↓
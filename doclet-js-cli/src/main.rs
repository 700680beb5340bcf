use clap::Parser as ClapParser;
use doclet_js::dictionary::TagDictionary;
use doclet_js::parser::Parser;
use doclet_js::parser::SourceFile;
use std::fs;
use std::path::PathBuf;
use std::process::exit;
use tracing_subscriber::EnvFilter;

/// Extracts doclets from ESTree JSON files and prints them as a JSON array.
///
/// Each input file must contain one ESTree `Program` (or Babel `File`)
/// document, as produced by a JavaScript parser front-end. Files are
/// processed in the order given.
#[derive(ClapParser)]
#[command(name = "doclet-js", version)]
struct Cli {
  /// ESTree JSON files to process, in order.
  #[arg(required = true)]
  inputs: Vec<PathBuf>,

  /// Include undocumented doclets in the output.
  #[arg(long)]
  undocumented: bool,

  /// Pretty-print the output.
  #[arg(long)]
  pretty: bool,
}

fn main() {
  tracing_subscriber::fmt()
    .with_env_filter(EnvFilter::from_default_env())
    .with_writer(std::io::stderr)
    .init();

  let cli = Cli::parse();

  let mut files = Vec::new();
  for path in &cli.inputs {
    let filename = path.display().to_string();
    let source = match fs::read_to_string(path) {
      Ok(source) => source,
      Err(err) => {
        tracing::error!(file = %filename, "unable to read the source file: {}", err);
        continue;
      }
    };
    let json: serde_json::Value = match serde_json::from_str(&source) {
      Ok(json) => json,
      Err(err) => {
        tracing::error!(file = %filename, "not valid JSON: {}", err);
        continue;
      }
    };
    match estree_js::from_json(&json) {
      Ok(ast) => files.push(SourceFile { filename, ast }),
      Err(err) => {
        tracing::error!(file = %filename, "not a usable ESTree document: {}", err);
      }
    }
  }

  if files.is_empty() {
    eprintln!("no readable input files");
    exit(1);
  }

  let mut parser = Parser::new(TagDictionary::jsdoc());
  parser.parse(files);
  parser.post_process();
  let (store, diagnostics) = parser.finish();

  for diagnostic in &diagnostics {
    tracing::error!("{}", diagnostic);
  }

  let doclets: Vec<&doclet_js::doclet::Doclet> = store
    .iter()
    .filter(|doclet| cli.undocumented || doclet.is_documented())
    .collect();

  let rendered = if cli.pretty {
    serde_json::to_string_pretty(&doclets)
  } else {
    serde_json::to_string(&doclets)
  };
  match rendered {
    Ok(out) => println!("{}", out),
    Err(err) => {
      eprintln!("failed to serialize doclets: {}", err);
      exit(1);
    }
  }
}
↑
◆ **What to produce**:
Each line from the first line of the listing through the line containing "let filename = path.display().to_string();" must be set down exactly; no other line belongs in the answer.

◆ **Task response**:
filename doclet-js-cli/src/main.rs
repository 700680beb5340bcf
use clap::Parser as ClapParser;
use doclet_js::dictionary::TagDictionary;
use doclet_js::parser::Parser;
use doclet_js::parser::SourceFile;
use std::fs;
use std::path::PathBuf;
use std::process::exit;
use tracing_subscriber::EnvFilter;

/// Extracts doclets from ESTree JSON files and prints them as a JSON array.
///
/// Each input file must contain one ESTree `Program` (or Babel `File`)
/// document, as produced by a JavaScript parser front-end. Files are
/// processed in the order given.
#[derive(ClapParser)]
#[command(name = "doclet-js", version)]
struct Cli {
  /// ESTree JSON files to process, in order.
  #[arg(required = true)]
  inputs: Vec<PathBuf>,

  /// Include undocumented doclets in the output.
  #[arg(long)]
  undocumented: bool,

  /// Pretty-print the output.
  #[arg(long)]
  pretty: bool,
}

fn main() {
  tracing_subscriber::fmt()
    .with_env_filter(EnvFilter::from_default_env())
    .with_writer(std::io::stderr)
    .init();

  let cli = Cli::parse();

  let mut files = Vec::new();
  for path in &cli.inputs {
    let filename = path.display().to_string();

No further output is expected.